La devastación humana y material ocasionada por la Segunda Guerra Mundial estaba fresca en las mentes de los fundadores de las Naciones Unidas. Como todas las guerras, también causó una devastación cultural. Los rasgos espirituales, materiales, intelectuales y afectivos de la sociedad se habían alterado gravemente. Los modos de vida y las maneras de vivir juntos se modificaron de forma radical. Los sistemas de valores se pusieron a prueba, y las tradiciones y las creencias de la sociedad a menudo se desafiaron o se suprimieron por completo. Las grandes obras de arte sufrieron graves daños o se robaron. La grandes obras arquitectónicas se destruyeron. Ciudades enteras quedaron pulverizadas.

Cuadro titulado «Hermandad» de Rufino Tamayo, donado por el gobierno de México a las Naciones Unidas.

Y, sin embargo, las tradiciones culturales de un pueblo proporcionaron con frecuencia la fortaleza necesaria para perseverar en los momentos más difíciles. Su arte, sus tradiciones, su espiritualidad, sus canciones. Fue una gran lección de guerra: el patrimonio cultural de un pueblo y del planeta debe honrarse y conservarse, ya que es la representación de nuestro espíritu colectivo: la historia de nuestras pasiones más nobles y nuestras aspiraciones más altas.
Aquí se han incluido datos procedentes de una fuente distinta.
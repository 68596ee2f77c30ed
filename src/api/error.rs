//! API Errors
//!
//! Every failure mode of a GET, with `Display` giving the normalized
//! developer-facing message.

use serde_json::Value;
use thiserror::Error;

#[derive(Debug, Clone, PartialEq, Error)]
pub enum ApiError {
    /// Non-2xx response
    #[error("HTTP {status}: {message}")]
    Status { status: u16, message: String },

    /// No response at all (offline, CORS, wrong host)
    #[error("Network Error: Backend not reachable (check backend is running + CORS + URL)")]
    Unreachable,

    #[error("Network Error: request timed out after {millis} ms")]
    Timeout { millis: u64 },

    /// 2xx response whose body is not the expected JSON
    #[error("Invalid response body: {0}")]
    Decode(String),
}

impl ApiError {
    /// Build a `Status` error, pulling the message out of the response body.
    pub fn from_response(status: u16, body: &str) -> Self {
        ApiError::Status {
            status,
            message: backend_message(body).unwrap_or_else(|| "Request failed".to_string()),
        }
    }
}

/// Plain string body, else JSON `message`, else JSON `error`. Numeric and
/// boolean messages are printed as-is.
fn backend_message(body: &str) -> Option<String> {
    let non_empty = |s: &str| {
        let s = s.trim();
        (!s.is_empty()).then(|| s.to_string())
    };
    match serde_json::from_str::<Value>(body) {
        Ok(Value::String(s)) => non_empty(&s),
        Ok(Value::Object(map)) => ["message", "error"]
            .iter()
            .find_map(|key| match map.get(*key)? {
                Value::String(s) => non_empty(s.as_str()),
                value @ (Value::Number(_) | Value::Bool(_)) => Some(value.to_string()),
                _ => None,
            }),
        Ok(_) => None,
        Err(_) => non_empty(body),
    }
}

#[cfg(test)]
mod tests {
    use super::*;

    #[test]
    fn test_status_uses_json_message() {
        let err = ApiError::from_response(500, r#"{"message": "db down", "error": "ignored"}"#);
        assert_eq!(err.to_string(), "HTTP 500: db down");
    }

    #[test]
    fn test_status_falls_back_to_error_field() {
        let err = ApiError::from_response(404, r#"{"error": "Not Found", "status": 404}"#);
        assert_eq!(err.to_string(), "HTTP 404: Not Found");
    }

    #[test]
    fn test_status_plain_text_body() {
        assert_eq!(ApiError::from_response(502, "Bad Gateway").to_string(), "HTTP 502: Bad Gateway");
        assert_eq!(ApiError::from_response(400, r#""nope""#).to_string(), "HTTP 400: nope");
    }

    #[test]
    fn test_status_scalar_message() {
        assert_eq!(ApiError::from_response(500, r#"{"message": 123}"#).to_string(), "HTTP 500: 123");
        assert_eq!(ApiError::from_response(500, r#"{"error": true}"#).to_string(), "HTTP 500: true");
        assert_eq!(
            ApiError::from_response(500, r#"{"message": null, "error": "fallback"}"#).to_string(),
            "HTTP 500: fallback"
        );
    }

    #[test]
    fn test_status_without_message() {
        assert_eq!(ApiError::from_response(503, "").to_string(), "HTTP 503: Request failed");
        assert_eq!(ApiError::from_response(500, "{}").to_string(), "HTTP 500: Request failed");
        assert_eq!(ApiError::from_response(500, "[1,2]").to_string(), "HTTP 500: Request failed");
    }

    #[test]
    fn test_network_messages() {
        assert_eq!(
            ApiError::Unreachable.to_string(),
            "Network Error: Backend not reachable (check backend is running + CORS + URL)"
        );
        assert_eq!(
            ApiError::Timeout { millis: 15_000 }.to_string(),
            "Network Error: request timed out after 15000 ms"
        );
        assert_eq!(
            ApiError::Decode("expected value".into()).to_string(),
            "Invalid response body: expected value"
        );
    }
}
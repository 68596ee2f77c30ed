//! Portfolio Frontend Entry Point

mod api;
mod app;
mod catalog;
mod components;
mod config;
mod context;
mod data;
mod fetch;
mod highlights;
mod logging;
mod models;
mod motion;
mod ordering;
mod pages;
mod store;

use app::App;
use leptos::prelude::*;

fn main() {
    console_error_panic_hook::set_once();
    logging::init();
    mount_to_body(App);
}
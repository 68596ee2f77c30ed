//! Portfolio App
//!
//! Root component: provides app-wide context, installs the shared
//! stylesheet and routes between the pages under a fixed navbar.

use leptos::prelude::*;
use leptos_router::components::{Route, Router, Routes};
use leptos_router::path;

use crate::components::{Navbar, STATUS_STYLES};
use crate::config::AppConfig;
use crate::context::AppContext;
use crate::pages::{
    AboutPage, AwardsPage, CertificationsPage, HomePage, NotFoundPage, ProjectsPage, SkillsPage, BASE_STYLES,
};
use crate::store::provide_viewport;

#[component]
pub fn App() -> impl IntoView {
    let config = AppConfig::from_env();
    log::info!("API base: {}", config.api_base_url);
    provide_context(AppContext::new(config));
    provide_viewport();

    view! {
        <style>{BASE_STYLES}{STATUS_STYLES}</style>
        <Router>
            <Navbar />
            <main>
                <Routes fallback=NotFoundPage>
                    <Route path=path!("/") view=HomePage />
                    <Route path=path!("/about") view=AboutPage />
                    <Route path=path!("/projects") view=ProjectsPage />
                    <Route path=path!("/skills") view=SkillsPage />
                    <Route path=path!("/certifications") view=CertificationsPage />
                    <Route path=path!("/awards") view=AwardsPage />
                </Routes>
            </main>
        </Router>
    }
}
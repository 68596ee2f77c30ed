//! Orb Scene
//!
//! Float motion, drag-to-orbit, perspective projection and flat shading.
//! Produces screen-space triangles ready for painter's-algorithm drawing.

use std::f64::consts::FRAC_PI_2;

use super::mesh::{Mesh, Vec3};

/// Drag sensitivity, radians per CSS pixel.
const ORBIT_SPEED: f64 = 0.01;
const PITCH_LIMIT: f64 = FRAC_PI_2 * 0.95;

/// Bobbing and swaying of the model over time.
#[derive(Clone, Copy, Debug, PartialEq)]
pub struct FloatMotion {
    pub speed: f64,
    pub rotation_intensity: f64,
    pub float_intensity: f64,
}

impl Default for FloatMotion {
    fn default() -> Self {
        Self { speed: 1.7, rotation_intensity: 0.8, float_intensity: 1.2 }
    }
}

/// Model transform at one instant.
#[derive(Clone, Copy, Debug, Default, PartialEq)]
pub struct Pose {
    pub rot_x: f64,
    pub rot_y: f64,
    pub rot_z: f64,
    pub offset_y: f64,
}

impl FloatMotion {
    pub fn pose_at(&self, t_secs: f64) -> Pose {
        let phase = t_secs / 4.0 * self.speed;
        Pose {
            rot_x: phase.cos() / 8.0 * self.rotation_intensity,
            rot_y: phase.sin() / 8.0 * self.rotation_intensity,
            rot_z: phase.sin() / 20.0 * self.rotation_intensity,
            offset_y: phase.sin() / 10.0 * self.float_intensity,
        }
    }
}

/// User orbit around the model. Pitch is clamped short of the poles.
#[derive(Clone, Copy, Debug, Default, PartialEq)]
pub struct Orbit {
    pub yaw: f64,
    pub pitch: f64,
}

impl Orbit {
    pub fn drag(self, dx: f64, dy: f64) -> Self {
        Self {
            yaw: self.yaw + dx * ORBIT_SPEED,
            pitch: (self.pitch + dy * ORBIT_SPEED).clamp(-PITCH_LIMIT, PITCH_LIMIT),
        }
    }
}

#[derive(Clone, Copy, Debug, PartialEq)]
pub struct Camera {
    /// Distance from the origin along +z, looking toward the origin.
    pub distance: f64,
    /// Vertical field of view in degrees.
    pub fov_deg: f64,
}

impl Default for Camera {
    fn default() -> Self {
        Self { distance: 3.6, fov_deg: 55.0 }
    }
}

impl Camera {
    fn position(&self) -> Vec3 {
        Vec3::new(0.0, 0.0, self.distance)
    }

    /// Project a world point to screen space for a viewport of `w` x `h`.
    /// Returns `None` behind the camera.
    pub fn project(&self, p: Vec3, w: f64, h: f64) -> Option<(f64, f64)> {
        let depth = self.distance - p.z;
        if depth <= 1e-6 {
            return None;
        }
        let focal = (h / 2.0) / (self.fov_deg.to_radians() / 2.0).tan();
        Some((w / 2.0 + p.x * focal / depth, h / 2.0 - p.y * focal / depth))
    }
}

#[derive(Clone, Copy, Debug)]
pub struct Light {
    pub direction: Vec3,
    pub intensity: f64,
}

#[derive(Clone, Copy, Debug)]
pub struct Material {
    pub color: [f64; 3],
    pub metalness: f64,
    pub roughness: f64,
}

/// Screen-space triangle with its flat colour.
#[derive(Clone, Debug, PartialEq)]
pub struct ShadedFace {
    pub points: [(f64, f64); 3],
    pub depth: f64,
    pub rgb: [u8; 3],
}

pub struct OrbScene {
    pub mesh: Mesh,
    pub camera: Camera,
    pub motion: FloatMotion,
    pub ambient: f64,
    pub lights: Vec<Light>,
    pub material: Material,
}

impl Default for OrbScene {
    fn default() -> Self {
        Self {
            mesh: Mesh::icosphere(1.1, 1),
            camera: Camera::default(),
            motion: FloatMotion::default(),
            ambient: 0.7,
            lights: vec![
                Light { direction: Vec3::new(2.5, 2.5, 2.5).normalized(), intensity: 1.2 },
                Light { direction: Vec3::new(-2.0, -1.0, 2.0).normalized(), intensity: 0.7 },
            ],
            material: Material { color: [0.72, 0.8, 0.98], metalness: 0.65, roughness: 0.2 },
        }
    }
}

impl OrbScene {
    fn to_world(&self, v: Vec3, pose: Pose, orbit: Orbit) -> Vec3 {
        let model = v.rotate_x(pose.rot_x).rotate_y(pose.rot_y).rotate_z(pose.rot_z)
            + Vec3::new(0.0, pose.offset_y, 0.0);
        model.rotate_y(orbit.yaw).rotate_x(orbit.pitch)
    }

    fn shade(&self, normal: Vec3, view: Vec3) -> [u8; 3] {
        let m = &self.material;
        let diffuse_weight = 1.0 - m.metalness;
        let shininess = 2.0 / (m.roughness * m.roughness).max(1e-3);

        let mut diffuse = self.ambient * 0.35;
        let mut specular = 0.0;
        for light in &self.lights {
            let lambert = normal.dot(light.direction).max(0.0);
            diffuse += lambert * light.intensity;
            let half = (light.direction + view).normalized();
            specular += normal.dot(half).max(0.0).powf(shininess) * light.intensity;
        }
        // Cheap sky reflection so the metal does not read as black.
        let sky = m.metalness * 0.45 * (0.5 + 0.5 * normal.y);

        m.color.map(|c| {
            let v = c * (diffuse * diffuse_weight + sky) + specular * m.metalness;
            (v.clamp(0.0, 1.0) * 255.0).round() as u8
        })
    }

    /// Visible faces for time `t_secs`, sorted far to near.
    pub fn faces(&self, t_secs: f64, orbit: Orbit, w: f64, h: f64) -> Vec<ShadedFace> {
        let pose = self.motion.pose_at(t_secs);
        let world: Vec<Vec3> = self
            .mesh
            .vertices
            .iter()
            .map(|&v| self.to_world(v, pose, orbit))
            .collect();
        let eye = self.camera.position();

        let mut out: Vec<ShadedFace> = self
            .mesh
            .faces
            .iter()
            .filter_map(|&[a, b, c]| {
                let (pa, pb, pc) = (world[a], world[b], world[c]);
                let normal = (pb - pa).cross(pc - pa).normalized();
                let centroid = (pa + pb + pc) * (1.0 / 3.0);
                let to_eye = eye - centroid;
                if normal.dot(to_eye) <= 0.0 {
                    return None;
                }
                let points = [
                    self.camera.project(pa, w, h)?,
                    self.camera.project(pb, w, h)?,
                    self.camera.project(pc, w, h)?,
                ];
                Some(ShadedFace {
                    points,
                    depth: to_eye.length(),
                    rgb: self.shade(normal, to_eye.normalized()),
                })
            })
            .collect();

        out.sort_by(|x, y| y.depth.total_cmp(&x.depth));
        out
    }
}

#[cfg(test)]
mod tests {
    use super::*;

    #[test]
    fn test_origin_projects_to_center() {
        let camera = Camera::default();
        assert_eq!(camera.project(Vec3::default(), 400.0, 300.0), Some((200.0, 150.0)));
        assert_eq!(camera.project(Vec3::new(0.0, 0.0, 3.6), 400.0, 300.0), None);
    }

    #[test]
    fn test_float_pose_at_rest() {
        let pose = FloatMotion::default().pose_at(0.0);
        assert!((pose.rot_x - 0.1).abs() < 1e-12);
        assert_eq!(pose.rot_y, 0.0);
        assert_eq!(pose.offset_y, 0.0);
    }

    #[test]
    fn test_orbit_pitch_is_clamped() {
        let orbit = Orbit::default().drag(30.0, 10_000.0);
        assert!((orbit.yaw - 0.3).abs() < 1e-12);
        assert!(orbit.pitch < FRAC_PI_2);
        let orbit = orbit.drag(0.0, -100_000.0);
        assert!(orbit.pitch > -FRAC_PI_2);
    }

    #[test]
    fn test_faces_sorted_far_to_near() {
        let scene = OrbScene::default();
        let faces = scene.faces(1.3, Orbit::default().drag(40.0, -25.0), 320.0, 320.0);
        assert!(!faces.is_empty() && faces.len() < scene.mesh.faces.len());
        assert!(faces.windows(2).all(|pair| pair[0].depth >= pair[1].depth));
    }

    #[test]
    fn test_lit_side_is_brighter() {
        let scene = OrbScene::default();
        let view = Vec3::new(0.0, 0.0, 1.0);
        let lit = scene.shade(Vec3::new(1.0, 1.0, 1.0).normalized(), view);
        let dark = scene.shade(Vec3::new(-1.0, -1.0, -1.0).normalized(), view);
        let sum = |c: [u8; 3]| c.iter().map(|&v| v as u32).sum::<u32>();
        assert!(sum(lit) > sum(dark));
    }
}
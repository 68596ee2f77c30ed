use std::cell::RefCell;
use std::rc::Rc;

use leptos::html;
use leptos::prelude::*;
use wasm_bindgen::JsValue;
use web_sys::HtmlCanvasElement;

use super::config::WaterfallConfig;
use super::render::paint_frame;
use super::simulation::WaterfallSim;
use crate::animation_loop::AnimationLoop;
use crate::canvas::{context_2d, sync_backing_store};

fn start_waterfall(
    canvas: HtmlCanvasElement,
    config: WaterfallConfig,
    flow: Signal<f64>,
) -> Result<AnimationLoop, JsValue> {
    let ctx = context_2d(&canvas)?;
    let (width, height) = sync_backing_store(&canvas, 1.0);
    let seed = js_sys::Date::now() as u64;
    let sim = Rc::new(RefCell::new(WaterfallSim::new(config, seed, width, height)));

    let on_resize = {
        let sim = Rc::clone(&sim);
        move || {
            let (w, h) = sync_backing_store(&canvas, 1.0);
            sim.borrow_mut().resize(w, h);
        }
    };

    let on_frame = move |time: f64| {
        let mut sim = sim.borrow_mut();
        sim.step();
        let flow = flow.try_get_untracked().unwrap_or(0.0);
        if let Err(err) = paint_frame(&ctx, &sim, time, flow) {
            log::debug!("waterfall paint failed: {:?}", err);
        }
    };

    AnimationLoop::start(on_frame, on_resize)
}

/// Full-size canvas running a waterfall particle effect.
///
/// `flow` (0..=1, usually derived from scroll position) brightens the
/// streams; it is read every frame and never restarts the animation.
#[component]
pub fn WaterfallCanvas(
    config: WaterfallConfig,
    #[prop(into)] flow: Signal<f64>,
    #[prop(optional, into)] class: String,
) -> impl IntoView {
    let canvas_ref = NodeRef::<html::Canvas>::new();

    Effect::new(move |_| {
        let Some(canvas) = canvas_ref.get() else {
            return;
        };
        match start_waterfall(canvas, config.clone(), flow) {
            Ok(anim) => {
                let anim = StoredValue::new_local(anim);
                on_cleanup(move || {
                    anim.try_with_value(AnimationLoop::stop);
                });
            }
            Err(err) => log::warn!("waterfall not started: {:?}", err),
        }
    });

    view! {
        <canvas
            node_ref=canvas_ref
            class=class
            aria-hidden="true"
            style="width: 100%; height: 100%; display: block;"
        ></canvas>
    }
}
Como resultado de esta toma de conciencia, en 1946 se fundó la Organización de las Naciones Unidas para la Educación, la Ciencia y la Cultura (UNESCO), uno de los primeros órganos del sistema de las Naciones Unidas. Su mandato es preservar y promover todo aquello que contribuya al diálogo entre las civilizaciones, a saber: educación, ciencia y cultura. Esta es una tarea en la que participa la totalidad del sistema de las Naciones Unidas.

En marzo de 2001, la facción talibán en Afganistán destruyó dos estatuas de Buda que habían sido talladas hace 1.300 años en los acantilados de arenisca del Valle de Bamiyan.Una de ellas era la estatua de Buda más grande del mundo. Seis meses después, tras los atentados del 11 de septiembre de 2001 en los Estados Unidos y sus repercusiones, una oleada de intolerancia pareció extenderse por todo el mundo, como si de un tsunami cultural se tratase.

En este clima, la UNESCO adoptó su Declaración Universal sobre la Diversidad Cultural el 2 de noviembre de 2001. La Declaración reiteraba «que la amplia difusión de la cultura y la educación de la humanidad para la justicia, la libertad y la paz son indispensables para la dignidad del hombre y constituyen un deber sagrado que todas las naciones han de cumplir con un espíritu de responsabilidad y de ayuda mutua». Dos años más tarde, «recordando la trágica destrucción de los Budas de Bamiyan», aprobó por unanimidad la Declaración de la UNESCO relativa a la Destrucción Intencional del Patrimonio Cultural.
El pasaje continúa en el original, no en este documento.